**The task:**
Output the full listing exactly.
"""
use crate::dom;
use crate::render::GpuState;
use garden_core::Scene;
use std::cell::RefCell;
use std::rc::Rc;
use wasm_bindgen::prelude::*;
use wasm_bindgen::JsCast;
use web_sys as web;

/// Everything the per-frame callback needs: the simulation, the canvas it
/// tracks, the GPU state (absent until async init finishes), and the clock.
pub struct FrameContext {
    pub scene: Rc<RefCell<Scene>>,
    pub canvas: web::HtmlCanvasElement,
    pub gpu: Option<GpuState>,
    last_instant: instant::Instant,
}

impl FrameContext {
    pub fn new(scene: Rc<RefCell<Scene>>, canvas: web::HtmlCanvasElement) -> Self {
        Self {
            scene,
            canvas,
            gpu: None,
            last_instant: instant::Instant::now(),
        }
    }

    pub async fn init_gpu(&mut self) -> anyhow::Result<()> {
        let gpu = GpuState::new(&self.canvas).await?;
        self.gpu = Some(gpu);
        log::info!("[gpu] webgpu initialised");
        Ok(())
    }

    /// One animation frame: advance the simulation by wall-clock dt, track
    /// canvas size changes, and draw.
    pub fn frame(&mut self) {
        let now = instant::Instant::now();
        let dt = now.duration_since(self.last_instant).as_secs_f32();
        self.last_instant = now;

        dom::sync_canvas_backing_size(&self.canvas);
        let (w, h) = (self.canvas.width(), self.canvas.height());

        {
            let mut scene = self.scene.borrow_mut();
            scene.set_viewport(w, h);
            scene.advance(dt);
        }

        if let Some(gpu) = self.gpu.as_mut() {
            gpu.resize_if_needed(w, h);
            if let Err(e) = gpu.render(&self.scene.borrow()) {
                log::warn!("[gpu] render error: {e:?}");
            }
        }
    }
}

/// Drive `FrameContext::frame` from requestAnimationFrame. The closure holds
/// a slot containing itself so each frame can schedule the next.
pub fn start_loop(ctx: Rc<RefCell<FrameContext>>) {
    let f: Rc<RefCell<Option<Closure<dyn FnMut()>>>> = Rc::new(RefCell::new(None));
    let g = f.clone();

    *g.borrow_mut() = Some(Closure::wrap(Box::new(move || {
        ctx.borrow_mut().frame();
        if let Some(cb) = f.borrow().as_ref() {
            request_animation_frame(cb);
        }
    }) as Box<dyn FnMut()>));

    if let Some(cb) = g.borrow().as_ref() {
        request_animation_frame(cb);
    }
}

fn request_animation_frame(cb: &Closure<dyn FnMut()>) {
    if let Some(w) = web::window() {
        let _ = w.request_animation_frame(cb.as_ref().unchecked_ref());
    }
}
"""
**Response area:**
use crate::dom;
use crate::render::GpuState;
use garden_core::Scene;
use std::cell::RefCell;
use std::rc::Rc;
use wasm_bindgen::prelude::*;
use wasm_bindgen::JsCast;
use web_sys as web;

/// Everything the per-frame callback needs: the simulation, the canvas it
/// tracks, the GPU state (absent until async init finishes), and the clock.
pub struct FrameContext {
    pub scene: Rc<RefCell<Scene>>,
    pub canvas: web::HtmlCanvasElement,
    pub gpu: Option<GpuState>,
    last_instant: instant::Instant,
}

impl FrameContext {
    pub fn new(scene: Rc<RefCell<Scene>>, canvas: web::HtmlCanvasElement) -> Self {
        Self {
            scene,
            canvas,
            gpu: None,
            last_instant: instant::Instant::now(),
        }
    }

    pub async fn init_gpu(&mut self) -> anyhow::Result<()> {
        let gpu = GpuState::new(&self.canvas).await?;
        self.gpu = Some(gpu);
        log::info!("[gpu] webgpu initialised");
        Ok(())
    }

    /// One animation frame: advance the simulation by wall-clock dt, track
    /// canvas size changes, and draw.
    pub fn frame(&mut self) {
        let now = instant::Instant::now();
        let dt = now.duration_since(self.last_instant).as_secs_f32();
        self.last_instant = now;

        dom::sync_canvas_backing_size(&self.canvas);
        let (w, h) = (self.canvas.width(), self.canvas.height());

        {
            let mut scene = self.scene.borrow_mut();
            scene.set_viewport(w, h);
            scene.advance(dt);
        }

        if let Some(gpu) = self.gpu.as_mut() {
            gpu.resize_if_needed(w, h);
            if let Err(e) = gpu.render(&self.scene.borrow()) {
                log::warn!("[gpu] render error: {e:?}");
            }
        }
    }
}

/// Drive `FrameContext::frame` from requestAnimationFrame. The closure holds
/// a slot containing itself so each frame can schedule the next.
pub fn start_loop(ctx: Rc<RefCell<FrameContext>>) {
    let f: Rc<RefCell<Option<Closure<dyn FnMut()>>>> = Rc::new(RefCell::new(None));
    let g = f.clone();

    *g.borrow_mut() = Some(Closure::wrap(Box::new(move || {
        ctx.borrow_mut().frame();
        if let Some(cb) = f.borrow().as_ref() {
            request_animation_frame(cb);
        }
    }) as Box<dyn FnMut()>));

    if let Some(cb) = g.borrow().as_ref() {
        request_animation_frame(cb);
    }
}

fn request_animation_frame(cb: &Closure<dyn FnMut()>) {
    if let Some(w) = web::window() {
        let _ = w.request_animation_frame(cb.as_ref().unchecked_ref());
    }
}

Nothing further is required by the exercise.